━━━━━ Records supplied

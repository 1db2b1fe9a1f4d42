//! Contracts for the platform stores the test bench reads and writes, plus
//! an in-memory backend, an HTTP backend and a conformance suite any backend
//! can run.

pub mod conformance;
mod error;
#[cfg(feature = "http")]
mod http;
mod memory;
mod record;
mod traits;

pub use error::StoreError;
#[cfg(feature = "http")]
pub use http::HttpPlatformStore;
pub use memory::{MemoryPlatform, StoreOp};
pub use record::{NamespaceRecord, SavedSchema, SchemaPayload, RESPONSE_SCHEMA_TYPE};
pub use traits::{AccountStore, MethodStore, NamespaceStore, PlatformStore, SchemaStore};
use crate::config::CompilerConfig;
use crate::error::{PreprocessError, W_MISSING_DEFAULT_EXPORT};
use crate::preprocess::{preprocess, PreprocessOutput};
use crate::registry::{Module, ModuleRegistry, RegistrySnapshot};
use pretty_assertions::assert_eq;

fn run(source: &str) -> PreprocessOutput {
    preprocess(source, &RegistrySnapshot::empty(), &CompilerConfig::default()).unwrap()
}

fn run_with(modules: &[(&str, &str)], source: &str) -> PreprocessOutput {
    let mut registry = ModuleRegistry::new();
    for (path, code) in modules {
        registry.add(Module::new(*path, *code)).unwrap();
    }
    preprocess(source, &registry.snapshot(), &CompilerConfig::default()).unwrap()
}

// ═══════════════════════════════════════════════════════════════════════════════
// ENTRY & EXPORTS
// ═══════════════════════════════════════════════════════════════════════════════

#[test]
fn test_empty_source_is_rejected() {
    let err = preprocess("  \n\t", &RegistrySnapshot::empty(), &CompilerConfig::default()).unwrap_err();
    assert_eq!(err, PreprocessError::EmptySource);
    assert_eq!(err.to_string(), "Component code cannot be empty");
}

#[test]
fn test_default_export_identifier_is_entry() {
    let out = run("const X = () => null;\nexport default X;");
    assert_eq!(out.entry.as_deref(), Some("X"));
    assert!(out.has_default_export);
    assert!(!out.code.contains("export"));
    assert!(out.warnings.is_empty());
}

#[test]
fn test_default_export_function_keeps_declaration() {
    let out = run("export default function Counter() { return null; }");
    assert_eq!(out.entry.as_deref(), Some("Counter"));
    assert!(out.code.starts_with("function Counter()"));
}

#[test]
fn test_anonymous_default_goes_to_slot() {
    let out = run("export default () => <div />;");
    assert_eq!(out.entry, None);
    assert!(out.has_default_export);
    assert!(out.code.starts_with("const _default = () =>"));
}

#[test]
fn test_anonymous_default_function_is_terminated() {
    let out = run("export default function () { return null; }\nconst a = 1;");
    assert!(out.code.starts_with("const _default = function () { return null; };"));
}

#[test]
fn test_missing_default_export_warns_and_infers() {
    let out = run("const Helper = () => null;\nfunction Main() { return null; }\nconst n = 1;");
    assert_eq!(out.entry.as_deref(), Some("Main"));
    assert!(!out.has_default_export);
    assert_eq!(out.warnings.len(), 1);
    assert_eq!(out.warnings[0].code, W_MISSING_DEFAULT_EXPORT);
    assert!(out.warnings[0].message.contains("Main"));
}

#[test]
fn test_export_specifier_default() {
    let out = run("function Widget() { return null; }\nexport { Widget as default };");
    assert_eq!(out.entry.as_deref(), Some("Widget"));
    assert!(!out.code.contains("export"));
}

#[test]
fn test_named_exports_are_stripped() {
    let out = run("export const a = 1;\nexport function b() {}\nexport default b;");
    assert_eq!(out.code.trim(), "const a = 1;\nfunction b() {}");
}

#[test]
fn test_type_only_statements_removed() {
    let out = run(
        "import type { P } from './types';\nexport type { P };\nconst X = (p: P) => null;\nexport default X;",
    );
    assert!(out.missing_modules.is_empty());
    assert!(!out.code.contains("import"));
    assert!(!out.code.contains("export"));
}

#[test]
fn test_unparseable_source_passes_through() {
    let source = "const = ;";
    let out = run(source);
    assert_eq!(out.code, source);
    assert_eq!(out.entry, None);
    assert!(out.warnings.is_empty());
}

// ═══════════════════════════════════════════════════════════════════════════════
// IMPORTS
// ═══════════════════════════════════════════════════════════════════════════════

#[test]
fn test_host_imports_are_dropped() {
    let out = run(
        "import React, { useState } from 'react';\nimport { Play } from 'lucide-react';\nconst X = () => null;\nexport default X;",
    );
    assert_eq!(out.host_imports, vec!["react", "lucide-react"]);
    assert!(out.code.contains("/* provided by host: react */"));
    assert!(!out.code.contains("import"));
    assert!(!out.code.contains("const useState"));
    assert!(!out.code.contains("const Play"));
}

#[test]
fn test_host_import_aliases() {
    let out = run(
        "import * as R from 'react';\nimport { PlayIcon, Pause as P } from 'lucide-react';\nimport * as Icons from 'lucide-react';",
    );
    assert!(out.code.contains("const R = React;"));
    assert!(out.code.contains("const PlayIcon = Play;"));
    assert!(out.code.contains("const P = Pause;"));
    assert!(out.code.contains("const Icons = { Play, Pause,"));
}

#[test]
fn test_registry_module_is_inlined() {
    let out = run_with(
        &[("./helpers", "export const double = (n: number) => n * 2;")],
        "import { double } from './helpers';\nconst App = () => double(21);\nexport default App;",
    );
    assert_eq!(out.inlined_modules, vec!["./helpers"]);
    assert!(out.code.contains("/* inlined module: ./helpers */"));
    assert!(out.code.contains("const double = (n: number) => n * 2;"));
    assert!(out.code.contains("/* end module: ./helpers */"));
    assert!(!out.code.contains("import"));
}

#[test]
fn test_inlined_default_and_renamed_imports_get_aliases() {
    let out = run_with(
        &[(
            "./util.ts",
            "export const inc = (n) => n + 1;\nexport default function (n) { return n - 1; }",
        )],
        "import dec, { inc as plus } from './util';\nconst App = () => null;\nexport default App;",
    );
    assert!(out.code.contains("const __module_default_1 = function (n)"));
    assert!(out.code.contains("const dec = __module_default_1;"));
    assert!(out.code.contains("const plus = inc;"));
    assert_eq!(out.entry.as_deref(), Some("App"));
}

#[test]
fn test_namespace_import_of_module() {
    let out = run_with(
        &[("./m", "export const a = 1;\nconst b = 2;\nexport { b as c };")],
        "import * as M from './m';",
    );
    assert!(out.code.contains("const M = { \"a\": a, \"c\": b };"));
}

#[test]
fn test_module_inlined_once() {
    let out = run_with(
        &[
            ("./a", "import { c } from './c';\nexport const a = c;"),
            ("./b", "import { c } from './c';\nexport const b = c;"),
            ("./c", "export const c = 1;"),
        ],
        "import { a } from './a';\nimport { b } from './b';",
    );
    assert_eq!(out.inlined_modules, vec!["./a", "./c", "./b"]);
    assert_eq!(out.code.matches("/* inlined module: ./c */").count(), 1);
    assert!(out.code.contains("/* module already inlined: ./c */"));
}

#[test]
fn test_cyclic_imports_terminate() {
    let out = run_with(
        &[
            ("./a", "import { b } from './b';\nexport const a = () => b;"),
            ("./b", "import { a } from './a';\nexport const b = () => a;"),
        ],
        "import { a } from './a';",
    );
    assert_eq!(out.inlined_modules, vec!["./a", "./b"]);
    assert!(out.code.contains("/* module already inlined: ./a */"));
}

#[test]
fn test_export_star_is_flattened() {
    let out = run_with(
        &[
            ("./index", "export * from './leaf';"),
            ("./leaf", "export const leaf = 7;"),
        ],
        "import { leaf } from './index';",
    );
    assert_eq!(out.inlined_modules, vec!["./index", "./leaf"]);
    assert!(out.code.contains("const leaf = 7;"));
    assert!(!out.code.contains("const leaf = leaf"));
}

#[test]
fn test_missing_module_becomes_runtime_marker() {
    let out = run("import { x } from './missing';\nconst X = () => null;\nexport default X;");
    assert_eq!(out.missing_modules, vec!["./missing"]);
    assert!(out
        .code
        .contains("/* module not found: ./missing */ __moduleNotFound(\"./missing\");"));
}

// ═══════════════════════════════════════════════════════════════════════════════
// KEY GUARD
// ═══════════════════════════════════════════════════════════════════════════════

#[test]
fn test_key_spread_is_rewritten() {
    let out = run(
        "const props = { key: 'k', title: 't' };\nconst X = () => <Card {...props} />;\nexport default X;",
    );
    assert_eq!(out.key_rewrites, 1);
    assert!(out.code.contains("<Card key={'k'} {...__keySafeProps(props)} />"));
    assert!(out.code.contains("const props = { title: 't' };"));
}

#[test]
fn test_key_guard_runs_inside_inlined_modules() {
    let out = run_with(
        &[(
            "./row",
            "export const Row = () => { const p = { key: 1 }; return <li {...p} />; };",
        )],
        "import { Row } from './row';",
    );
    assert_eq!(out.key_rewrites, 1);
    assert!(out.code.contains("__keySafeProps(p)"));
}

━━━━━━━━━━

• **Task description**:
Only the lines above from the one with "inc as plus" through the one with "from './c';\nexport const b" should be duplicated, character for character.

• **Written solution**:
        "import dec, { inc as plus } from './util';\nconst App = () => null;\nexport default App;",
    );
    assert!(out.code.contains("const __module_default_1 = function (n)"));
    assert!(out.code.contains("const dec = __module_default_1;"));
    assert!(out.code.contains("const plus = inc;"));
    assert_eq!(out.entry.as_deref(), Some("App"));
}

#[test]
fn test_namespace_import_of_module() {
    let out = run_with(
        &[("./m", "export const a = 1;\nconst b = 2;\nexport { b as c };")],
        "import * as M from './m';",
    );
    assert!(out.code.contains("const M = { \"a\": a, \"c\": b };"));
}

#[test]
fn test_module_inlined_once() {
    let out = run_with(
        &[
            ("./a", "import { c } from './c';\nexport const a = c;"),
            ("./b", "import { c } from './c';\nexport const b = c;"),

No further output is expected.